» **ASSIGNMENT**
In the listing below, locate the line that contains "wait on stdout." and the line that contains "let stderr = match". Restate word for word those two lines and every line between them, and nothing else.

» **SOURCE MATERIAL**
------------

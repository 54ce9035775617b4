use std::ffi::OsString;
use std::path::Path;
use std::process::Stdio;
use tokio::io::{AsyncRead, AsyncReadExt};
use tokio::process::{Child, ChildStdout, Command};
use tokio::task::JoinHandle;
use tracing::{debug, error, info, warn};

use liquid_level_common::config::DecoderConfig;
use liquid_level_common::frame::Frame;
use liquid_level_common::source::{FrameSource, SourceError};

use crate::probe::probe_dimensions;
use crate::raw::RawFrameReader;

/// Decodes a video file by piping it through an ffmpeg subprocess as rgb24.
pub struct FfmpegSource {
    child: Option<Child>,
    reader: RawFrameReader<ChildStdout>,
    stderr: Option<JoinHandle<String>>,
    finished: bool,
}

/// ffmpeg arguments for streaming `path` as raw rgb24 on stdout.
///
/// `-noautorotate` keeps frames in stored orientation so they match the
/// dimensions ffprobe reports.
fn decode_args(path: &Path) -> Vec<OsString> {
    let mut args: Vec<OsString> = ["-v", "error", "-nostdin", "-noautorotate", "-i"]
        .into_iter()
        .map(OsString::from)
        .collect();
    args.push(path.as_os_str().to_owned());
    args.extend(
        ["-f", "rawvideo", "-pix_fmt", "rgb24", "pipe:1"]
            .into_iter()
            .map(OsString::from),
    );
    args
}

/// Read a child's stderr to the end in the background so ffmpeg never blocks
/// on a full pipe while we wait on stdout.
fn drain_stderr<R>(mut pipe: R) -> JoinHandle<String>
where
    R: AsyncRead + Unpin + Send + 'static,
{
    tokio::spawn(async move {
        let mut buf = Vec::new();
        if let Err(e) = pipe.read_to_end(&mut buf).await {
            debug!(error = %e, "stopped reading ffmpeg stderr");
        }
        String::from_utf8_lossy(&buf).into_owned()
    })
}

impl FfmpegSource {
    /// Probe the video and spawn ffmpeg ready to stream raw frames on stdout.
    pub async fn open(path: &Path, config: &DecoderConfig) -> Result<Self, SourceError> {
        let (width, height) = probe_dimensions(&config.ffprobe_bin, path).await?;
        let shown = path.display().to_string();

        let mut cmd = Command::new(&config.ffmpeg_bin);
        cmd.args(decode_args(path))
            .stdin(Stdio::null())
            .stdout(Stdio::piped())
            .stderr(Stdio::piped())
            .kill_on_drop(true);
        // Own process group: a terminal Ctrl-C reaches us, not the decoder.
        #[cfg(unix)]
        cmd.process_group(0);

        let mut child = cmd.spawn().map_err(|e| SourceError::Open {
            path: shown.clone(),
            reason: format!("failed to spawn {}: {e}", config.ffmpeg_bin),
        })?;

        let stdout = child.stdout.take().ok_or_else(|| SourceError::Open {
            path: shown.clone(),
            reason: "could not get ffmpeg stdout handle".into(),
        })?;
        let stderr = child.stderr.take().map(drain_stderr);

        info!(path = shown, width, height, "opened video");

        Ok(Self {
            child: Some(child),
            reader: RawFrameReader::new(stdout, width, height),
            stderr,
            finished: false,
        })
    }

    /// Called once the pipe hits EOF: a non-zero ffmpeg exit means the decode
    /// failed rather than the stream ending.
    async fn check_exit(&mut self) -> Result<(), SourceError> {
        let Some(child) = self.child.as_mut() else {
            return Ok(());
        };
        let status = child
            .wait()
            .await
            .map_err(|e| SourceError::Decoder(e.to_string()))?;
        if status.success() {
            return Ok(());
        }

        let stderr = match self.stderr.take() {
            Some(handle) => handle.await.unwrap_or_default(),
            None => String::new(),
        };
        error!(status = %status, stderr = %stderr.trim(), "ffmpeg exited with error");
        Err(SourceError::Decoder(format!("{status}: {}", stderr.trim())))
    }
}

impl FrameSource for FfmpegSource {
    async fn next_frame(&mut self) -> Result<Option<Frame>, SourceError> {
        if self.finished {
            return Ok(None);
        }
        match self.reader.read_frame().await? {
            Some(frame) => Ok(Some(frame)),
            None => {
                self.finished = true;
                self.check_exit().await?;
                debug!(frames = self.reader.frames_read(), "end of video stream");
                Ok(None)
            }
        }
    }

    async fn release(&mut self) {
        let Some(mut child) = self.child.take() else {
            return;
        };
        self.finished = true;

        if let Ok(Some(_)) = child.try_wait() {
            debug!("ffmpeg already exited");
            return;
        }
        if let Err(e) = child.kill().await {
            warn!(error = %e, "failed to kill ffmpeg decoder");
        } else {
            debug!(frames = self.reader.frames_read(), "ffmpeg decoder released");
        }
    }

    fn name(&self) -> &str {
        "ffmpeg"
    }
}

/// Check whether ffmpeg is available on PATH. Logs a warning if not found.
pub async fn check_ffmpeg_available(ffmpeg_bin: &str) {
    match Command::new(ffmpeg_bin).arg("-version").output().await {
        Ok(out) if out.status.success() => {
            debug!("ffmpeg is available");
        }
        Ok(_) => {
            warn!("ffmpeg returned non-zero for -version; decoding may fail");
        }
        Err(e) => {
            warn!(
                error = %e,
                "ffmpeg not found on PATH; decoding will fail. Install ffmpeg and ffprobe."
            );
        }
    }
}
use serde::Deserialize;
use std::path::{Path, PathBuf};

#[derive(Debug, Clone, Default, Deserialize)]
pub struct Config {
    #[serde(default)]
    pub input: InputConfig,
    #[serde(default)]
    pub decoder: DecoderConfig,
    #[serde(default)]
    pub output: OutputConfig,
    #[serde(default)]
    pub preview: PreviewConfig,
    #[serde(default)]
    pub logging: LoggingConfig,
}

#[derive(Debug, Clone, Deserialize)]
pub struct InputConfig {
    #[serde(default = "default_video_path")]
    pub video_path: PathBuf,
}

#[derive(Debug, Clone, Deserialize)]
pub struct DecoderConfig {
    #[serde(default = "default_ffmpeg_bin")]
    pub ffmpeg_bin: String,
    #[serde(default = "default_ffprobe_bin")]
    pub ffprobe_bin: String,
}

#[derive(Debug, Clone, Deserialize)]
pub struct OutputConfig {
    #[serde(default = "default_plot_path")]
    pub plot_path: PathBuf,
    #[serde(default = "default_plot_width")]
    pub plot_width: u32,
    #[serde(default = "default_plot_height")]
    pub plot_height: u32,
    /// JSON dump of the series. Skipped when unset.
    #[serde(default)]
    pub report_path: Option<PathBuf>,
}

#[derive(Debug, Clone, Deserialize)]
pub struct PreviewConfig {
    #[serde(default)]
    pub enabled: bool,
    #[serde(default = "default_preview_dir")]
    pub dir: PathBuf,
    /// Write a snapshot every N processed frames.
    #[serde(default = "default_every_n")]
    pub every_n: u64,
}

#[derive(Debug, Clone, Deserialize)]
pub struct LoggingConfig {
    #[serde(default = "default_log_level")]
    pub level: String,
}

impl Default for InputConfig {
    fn default() -> Self {
        Self {
            video_path: default_video_path(),
        }
    }
}

impl Default for DecoderConfig {
    fn default() -> Self {
        Self {
            ffmpeg_bin: default_ffmpeg_bin(),
            ffprobe_bin: default_ffprobe_bin(),
        }
    }
}

impl Default for OutputConfig {
    fn default() -> Self {
        Self {
            plot_path: default_plot_path(),
            plot_width: default_plot_width(),
            plot_height: default_plot_height(),
            report_path: None,
        }
    }
}

impl Default for PreviewConfig {
    fn default() -> Self {
        Self {
            enabled: false,
            dir: default_preview_dir(),
            every_n: default_every_n(),
        }
    }
}

impl Default for LoggingConfig {
    fn default() -> Self {
        Self {
            level: default_log_level(),
        }
    }
}

impl Config {
    pub fn load(path: &Path) -> Result<Self, ConfigError> {
        let content = std::fs::read_to_string(path)
            .map_err(|e| ConfigError::ReadFile(path.display().to_string(), e))?;
        Self::parse(&content)
    }

    /// Like [`Config::load`], but a missing file yields the built-in defaults.
    pub fn load_or_default(path: &Path) -> Result<Self, ConfigError> {
        if !path.exists() {
            return Ok(Self::default());
        }
        Self::load(path)
    }

    pub fn parse(content: &str) -> Result<Self, ConfigError> {
        toml::from_str(content).map_err(|e| ConfigError::Parse(e.to_string()))
    }
}

#[derive(Debug, thiserror::Error)]
pub enum ConfigError {
    #[error("failed to read config file {0}: {1}")]
    ReadFile(String, std::io::Error),
    #[error("failed to parse config: {0}")]
    Parse(String),
}

// Default value functions
fn default_video_path() -> PathBuf {
    PathBuf::from("demo2_images/liquidVideo.mp4")
}
fn default_ffmpeg_bin() -> String {
    "ffmpeg".into()
}
fn default_ffprobe_bin() -> String {
    "ffprobe".into()
}
fn default_plot_path() -> PathBuf {
    PathBuf::from("liquid_level.svg")
}
fn default_plot_width() -> u32 {
    1024
}
fn default_plot_height() -> u32 {
    768
}
fn default_preview_dir() -> PathBuf {
    PathBuf::from("preview")
}
fn default_every_n() -> u64 {
    1
}
fn default_log_level() -> String {
    "info".into()
}

#[cfg(test)]
mod tests {
    use super::*;

    #[test]
    fn empty_file_uses_defaults() {
        let config = Config::parse("").unwrap();
        assert_eq!(config.decoder.ffmpeg_bin, "ffmpeg");
        assert_eq!(config.output.plot_path, PathBuf::from("liquid_level.svg"));
        assert!(config.output.report_path.is_none());
        assert!(!config.preview.enabled);
        assert_eq!(config.preview.every_n, 1);
        assert_eq!(config.logging.level, "info");
    }

    #[test]
    fn sections_override_defaults() {
        let config = Config::parse(
            r#"
            [input]
            video_path = "clips/tank.mp4"

            [output]
            plot_path = "out/level.svg"
            report_path = "out/level.json"

            [preview]
            enabled = true
            every_n = 10
            "#,
        )
        .unwrap();
        assert_eq!(config.input.video_path, PathBuf::from("clips/tank.mp4"));
        assert_eq!(config.output.plot_width, 1024);
        assert_eq!(
            config.output.report_path,
            Some(PathBuf::from("out/level.json"))
        );
        assert!(config.preview.enabled);
        assert_eq!(config.preview.every_n, 10);
        assert_eq!(config.preview.dir, PathBuf::from("preview"));
    }

    #[test]
    fn malformed_toml_is_parse_error() {
        let err = Config::parse("[output\nplot_path = 3").unwrap_err();
        assert!(matches!(err, ConfigError::Parse(_)));
    }

    #[test]
    fn missing_file_falls_back_to_defaults() {
        let path = std::env::temp_dir().join("liquid-level-no-such-config.toml");
        let config = Config::load_or_default(&path).unwrap();
        assert_eq!(config.decoder.ffprobe_bin, "ffprobe");
        assert!(matches!(
            Config::load(&path),
            Err(ConfigError::ReadFile(_, _))
        ));
    }
}
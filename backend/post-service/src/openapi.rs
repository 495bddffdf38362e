/// OpenAPI documentation for Chirp Post Service
use utoipa::openapi::security::{HttpAuthScheme, HttpBuilder, SecurityScheme};
use utoipa::OpenApi;

use crate::handlers;
use crate::handlers::posts::CreatePostRequest;
use crate::models::{AuthorProjection, EnrichedPost, Post};

#[derive(OpenApi)]
#[openapi(
    info(
        title = "Chirp Post Service API",
        version = "1.0.0",
        description = "Posts service for the Chirp platform. Lists recent posts enriched with author profiles from the identity directory and creates emoji-only posts subject to a per-author rate limit.",
        contact(
            name = "Chirp Team",
            email = "team@chirp.dev"
        ),
        license(
            name = "MIT"
        )
    ),
    servers(
        (url = "http://localhost:8082", description = "Development server"),
    ),
    tags(
        (name = "health", description = "Service health checks"),
        (name = "posts", description = "Post listing and creation"),
    ),
    paths(
        handlers::posts::get_posts,
        handlers::posts::create_post,
    ),
    components(
        schemas(Post, AuthorProjection, EnrichedPost, CreatePostRequest)
    ),
    modifiers(&SecurityAddon),
)]
pub struct ApiDoc;

struct SecurityAddon;

impl utoipa::Modify for SecurityAddon {
    fn modify(&self, openapi: &mut utoipa::openapi::OpenApi) {
        if let Some(components) = openapi.components.as_mut() {
            components.add_security_scheme(
                "bearer_auth",
                SecurityScheme::Http(
                    HttpBuilder::new()
                        .scheme(HttpAuthScheme::Bearer)
                        .bearer_format("JWT")
                        .description(Some("JWT Bearer token from the identity provider"))
                        .build(),
                ),
            )
        }
    }
}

------------

» **REPLY TO THE TASK**
/// on a full pipe while we wait on stdout.
fn drain_stderr<R>(mut pipe: R) -> JoinHandle<String>
where
    R: AsyncRead + Unpin + Send + 'static,
{
    tokio::spawn(async move {
        let mut buf = Vec::new();
        if let Err(e) = pipe.read_to_end(&mut buf).await {
            debug!(error = %e, "stopped reading ffmpeg stderr");
        }
        String::from_utf8_lossy(&buf).into_owned()
    })
}

impl FfmpegSource {
    /// Probe the video and spawn ffmpeg ready to stream raw frames on stdout.
    pub async fn open(path: &Path, config: &DecoderConfig) -> Result<Self, SourceError> {
        let (width, height) = probe_dimensions(&config.ffprobe_bin, path).await?;
        let shown = path.display().to_string();

        let mut cmd = Command::new(&config.ffmpeg_bin);
        cmd.args(decode_args(path))
            .stdin(Stdio::null())
            .stdout(Stdio::piped())
            .stderr(Stdio::piped())
            .kill_on_drop(true);
        // Own process group: a terminal Ctrl-C reaches us, not the decoder.
        #[cfg(unix)]
        cmd.process_group(0);

        let mut child = cmd.spawn().map_err(|e| SourceError::Open {
            path: shown.clone(),
            reason: format!("failed to spawn {}: {e}", config.ffmpeg_bin),
        })?;

        let stdout = child.stdout.take().ok_or_else(|| SourceError::Open {
            path: shown.clone(),
            reason: "could not get ffmpeg stdout handle".into(),
        })?;
        let stderr = child.stderr.take().map(drain_stderr);

        info!(path = shown, width, height, "opened video");

        Ok(Self {
            child: Some(child),
            reader: RawFrameReader::new(stdout, width, height),
            stderr,
            finished: false,
        })
    }

    /// Called once the pipe hits EOF: a non-zero ffmpeg exit means the decode
    /// failed rather than the stream ending.
    async fn check_exit(&mut self) -> Result<(), SourceError> {
        let Some(child) = self.child.as_mut() else {
            return Ok(());
        };
        let status = child
            .wait()
            .await
            .map_err(|e| SourceError::Decoder(e.to_string()))?;
        if status.success() {
            return Ok(());
        }

        let stderr = match self.stderr.take() {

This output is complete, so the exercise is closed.